» Task description: Filter the entries beneath this task, copying only the lines that hold the word "server".

==== Given records

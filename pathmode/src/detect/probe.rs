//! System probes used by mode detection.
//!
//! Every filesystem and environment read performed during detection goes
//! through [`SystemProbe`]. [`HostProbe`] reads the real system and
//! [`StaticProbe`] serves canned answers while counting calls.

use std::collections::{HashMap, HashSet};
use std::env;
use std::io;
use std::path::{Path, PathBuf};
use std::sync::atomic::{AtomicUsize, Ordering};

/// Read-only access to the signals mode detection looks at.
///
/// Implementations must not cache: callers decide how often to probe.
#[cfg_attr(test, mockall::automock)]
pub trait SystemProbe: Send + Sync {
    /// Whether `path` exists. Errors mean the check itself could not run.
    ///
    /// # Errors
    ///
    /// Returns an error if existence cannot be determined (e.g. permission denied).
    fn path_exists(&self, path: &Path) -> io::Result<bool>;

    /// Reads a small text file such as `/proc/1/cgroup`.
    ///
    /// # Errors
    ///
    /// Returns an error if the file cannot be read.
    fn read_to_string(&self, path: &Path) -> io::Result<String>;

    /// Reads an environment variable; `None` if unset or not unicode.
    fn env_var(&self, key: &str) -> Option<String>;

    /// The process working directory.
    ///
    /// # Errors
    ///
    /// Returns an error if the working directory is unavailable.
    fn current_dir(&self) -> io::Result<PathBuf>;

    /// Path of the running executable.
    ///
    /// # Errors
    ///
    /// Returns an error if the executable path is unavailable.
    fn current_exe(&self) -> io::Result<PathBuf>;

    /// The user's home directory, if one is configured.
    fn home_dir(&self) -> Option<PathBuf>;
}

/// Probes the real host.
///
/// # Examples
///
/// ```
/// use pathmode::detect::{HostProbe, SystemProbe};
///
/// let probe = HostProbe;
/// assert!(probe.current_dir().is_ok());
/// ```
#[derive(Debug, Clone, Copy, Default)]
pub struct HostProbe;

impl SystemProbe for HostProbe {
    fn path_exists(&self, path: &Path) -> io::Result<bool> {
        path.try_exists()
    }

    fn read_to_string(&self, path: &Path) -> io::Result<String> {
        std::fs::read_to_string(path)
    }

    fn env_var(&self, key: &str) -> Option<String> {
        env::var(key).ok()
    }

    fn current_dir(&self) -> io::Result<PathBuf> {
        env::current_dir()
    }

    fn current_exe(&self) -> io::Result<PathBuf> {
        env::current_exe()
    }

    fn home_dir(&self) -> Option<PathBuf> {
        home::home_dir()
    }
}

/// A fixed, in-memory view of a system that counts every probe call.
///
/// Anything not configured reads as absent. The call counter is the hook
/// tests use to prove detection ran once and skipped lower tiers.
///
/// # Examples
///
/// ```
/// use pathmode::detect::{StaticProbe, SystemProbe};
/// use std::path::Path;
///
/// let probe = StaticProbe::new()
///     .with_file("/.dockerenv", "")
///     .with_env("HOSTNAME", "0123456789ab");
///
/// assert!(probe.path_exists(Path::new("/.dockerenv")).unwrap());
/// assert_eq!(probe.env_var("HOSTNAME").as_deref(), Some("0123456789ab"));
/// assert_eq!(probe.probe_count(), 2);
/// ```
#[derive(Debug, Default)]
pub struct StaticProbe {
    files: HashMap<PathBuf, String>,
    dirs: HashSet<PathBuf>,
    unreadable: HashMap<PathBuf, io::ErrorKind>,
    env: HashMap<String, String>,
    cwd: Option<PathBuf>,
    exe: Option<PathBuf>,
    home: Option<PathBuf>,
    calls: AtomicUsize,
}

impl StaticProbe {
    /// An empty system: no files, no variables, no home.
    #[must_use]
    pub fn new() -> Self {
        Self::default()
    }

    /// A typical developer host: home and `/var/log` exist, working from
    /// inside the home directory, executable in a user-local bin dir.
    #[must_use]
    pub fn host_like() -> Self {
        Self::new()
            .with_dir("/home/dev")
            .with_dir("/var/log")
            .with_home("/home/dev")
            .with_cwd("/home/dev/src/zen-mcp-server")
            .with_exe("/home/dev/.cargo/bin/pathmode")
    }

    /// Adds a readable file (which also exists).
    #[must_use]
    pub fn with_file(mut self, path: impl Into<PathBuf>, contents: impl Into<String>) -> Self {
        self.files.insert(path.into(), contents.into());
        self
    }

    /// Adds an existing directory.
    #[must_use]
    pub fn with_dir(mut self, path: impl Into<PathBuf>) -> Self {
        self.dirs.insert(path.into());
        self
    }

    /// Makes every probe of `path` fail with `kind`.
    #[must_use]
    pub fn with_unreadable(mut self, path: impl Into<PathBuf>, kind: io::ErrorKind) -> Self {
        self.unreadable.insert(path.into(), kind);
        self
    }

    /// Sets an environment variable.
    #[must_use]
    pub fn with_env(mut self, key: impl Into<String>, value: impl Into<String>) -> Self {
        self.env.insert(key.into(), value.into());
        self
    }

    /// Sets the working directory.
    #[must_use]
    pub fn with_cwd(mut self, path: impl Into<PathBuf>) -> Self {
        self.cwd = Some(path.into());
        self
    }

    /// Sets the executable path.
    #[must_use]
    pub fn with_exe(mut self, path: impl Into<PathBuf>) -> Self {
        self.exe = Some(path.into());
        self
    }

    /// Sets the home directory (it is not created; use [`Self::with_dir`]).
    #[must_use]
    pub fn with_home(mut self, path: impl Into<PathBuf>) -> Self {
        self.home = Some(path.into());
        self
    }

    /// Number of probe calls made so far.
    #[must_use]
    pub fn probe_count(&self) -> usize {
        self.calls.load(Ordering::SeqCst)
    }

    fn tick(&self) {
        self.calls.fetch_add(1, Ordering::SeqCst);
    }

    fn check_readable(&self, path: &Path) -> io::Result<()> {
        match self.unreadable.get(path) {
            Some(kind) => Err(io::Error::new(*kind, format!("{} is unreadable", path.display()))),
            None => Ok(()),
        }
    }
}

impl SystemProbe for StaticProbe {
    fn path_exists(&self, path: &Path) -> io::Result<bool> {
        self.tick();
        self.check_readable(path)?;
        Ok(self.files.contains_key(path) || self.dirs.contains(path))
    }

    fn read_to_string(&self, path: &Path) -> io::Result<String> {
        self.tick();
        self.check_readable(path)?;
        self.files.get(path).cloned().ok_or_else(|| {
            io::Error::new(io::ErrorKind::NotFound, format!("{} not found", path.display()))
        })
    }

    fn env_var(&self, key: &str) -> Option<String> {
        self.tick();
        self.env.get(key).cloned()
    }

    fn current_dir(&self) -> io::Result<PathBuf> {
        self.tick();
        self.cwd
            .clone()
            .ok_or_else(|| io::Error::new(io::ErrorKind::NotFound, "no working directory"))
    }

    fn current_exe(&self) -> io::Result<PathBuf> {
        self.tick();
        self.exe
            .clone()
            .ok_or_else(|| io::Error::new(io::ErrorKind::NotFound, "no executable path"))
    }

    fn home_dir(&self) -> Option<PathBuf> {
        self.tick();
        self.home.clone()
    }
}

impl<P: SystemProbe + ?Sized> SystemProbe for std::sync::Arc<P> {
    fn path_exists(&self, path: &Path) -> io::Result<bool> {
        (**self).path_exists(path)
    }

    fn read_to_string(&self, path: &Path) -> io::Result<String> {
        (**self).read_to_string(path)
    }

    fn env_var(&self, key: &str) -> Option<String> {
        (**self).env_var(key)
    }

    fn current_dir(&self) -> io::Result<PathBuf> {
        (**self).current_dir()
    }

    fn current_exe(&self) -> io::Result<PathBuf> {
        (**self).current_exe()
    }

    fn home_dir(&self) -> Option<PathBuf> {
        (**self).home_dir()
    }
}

========
==== Given records

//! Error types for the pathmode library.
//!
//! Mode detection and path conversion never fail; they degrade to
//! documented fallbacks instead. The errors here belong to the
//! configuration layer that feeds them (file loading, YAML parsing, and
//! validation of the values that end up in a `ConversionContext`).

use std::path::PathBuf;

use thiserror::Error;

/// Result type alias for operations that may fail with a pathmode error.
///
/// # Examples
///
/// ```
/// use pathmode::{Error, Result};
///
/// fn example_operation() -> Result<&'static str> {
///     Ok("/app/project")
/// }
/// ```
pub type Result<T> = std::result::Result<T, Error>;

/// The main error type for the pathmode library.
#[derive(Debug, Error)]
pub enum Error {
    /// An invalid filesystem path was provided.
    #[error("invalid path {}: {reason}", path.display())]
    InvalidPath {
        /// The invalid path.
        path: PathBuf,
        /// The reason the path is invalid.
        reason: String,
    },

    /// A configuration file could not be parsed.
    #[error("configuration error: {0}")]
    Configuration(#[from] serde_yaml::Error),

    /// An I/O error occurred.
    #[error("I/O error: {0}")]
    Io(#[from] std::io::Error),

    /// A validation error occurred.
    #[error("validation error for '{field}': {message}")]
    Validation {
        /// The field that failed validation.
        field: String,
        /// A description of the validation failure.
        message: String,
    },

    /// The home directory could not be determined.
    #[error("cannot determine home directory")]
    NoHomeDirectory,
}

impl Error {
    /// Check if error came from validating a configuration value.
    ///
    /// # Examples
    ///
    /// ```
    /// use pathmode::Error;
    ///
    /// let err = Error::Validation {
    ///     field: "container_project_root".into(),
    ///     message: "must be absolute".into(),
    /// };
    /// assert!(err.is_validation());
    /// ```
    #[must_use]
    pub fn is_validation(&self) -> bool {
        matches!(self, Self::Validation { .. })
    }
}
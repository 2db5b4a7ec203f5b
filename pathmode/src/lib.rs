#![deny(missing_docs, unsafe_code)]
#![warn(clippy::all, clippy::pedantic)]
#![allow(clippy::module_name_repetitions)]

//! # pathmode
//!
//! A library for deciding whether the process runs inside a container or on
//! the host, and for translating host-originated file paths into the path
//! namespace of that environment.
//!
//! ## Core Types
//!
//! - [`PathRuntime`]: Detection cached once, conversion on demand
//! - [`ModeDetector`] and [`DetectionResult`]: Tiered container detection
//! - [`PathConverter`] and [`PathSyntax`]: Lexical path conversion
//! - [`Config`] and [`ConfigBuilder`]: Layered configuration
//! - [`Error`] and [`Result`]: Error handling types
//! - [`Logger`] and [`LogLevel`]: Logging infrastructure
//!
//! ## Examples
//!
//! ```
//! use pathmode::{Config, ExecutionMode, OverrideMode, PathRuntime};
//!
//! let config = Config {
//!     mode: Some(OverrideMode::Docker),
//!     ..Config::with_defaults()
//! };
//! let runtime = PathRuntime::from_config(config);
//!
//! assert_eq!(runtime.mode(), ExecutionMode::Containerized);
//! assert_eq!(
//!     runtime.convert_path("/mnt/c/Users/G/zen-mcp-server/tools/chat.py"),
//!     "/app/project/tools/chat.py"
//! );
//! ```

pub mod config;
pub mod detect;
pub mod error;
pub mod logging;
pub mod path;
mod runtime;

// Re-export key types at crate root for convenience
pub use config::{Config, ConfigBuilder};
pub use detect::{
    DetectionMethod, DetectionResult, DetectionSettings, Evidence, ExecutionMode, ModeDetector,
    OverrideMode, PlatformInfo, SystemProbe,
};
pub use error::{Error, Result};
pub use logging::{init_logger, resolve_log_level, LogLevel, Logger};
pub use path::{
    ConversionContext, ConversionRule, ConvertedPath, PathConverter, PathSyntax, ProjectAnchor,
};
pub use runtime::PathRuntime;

========

» Written solution:
            .with_cwd("/home/dev/src/zen-mcp-server")
//!     runtime.convert_path("/mnt/c/Users/G/zen-mcp-server/tools/chat.py"),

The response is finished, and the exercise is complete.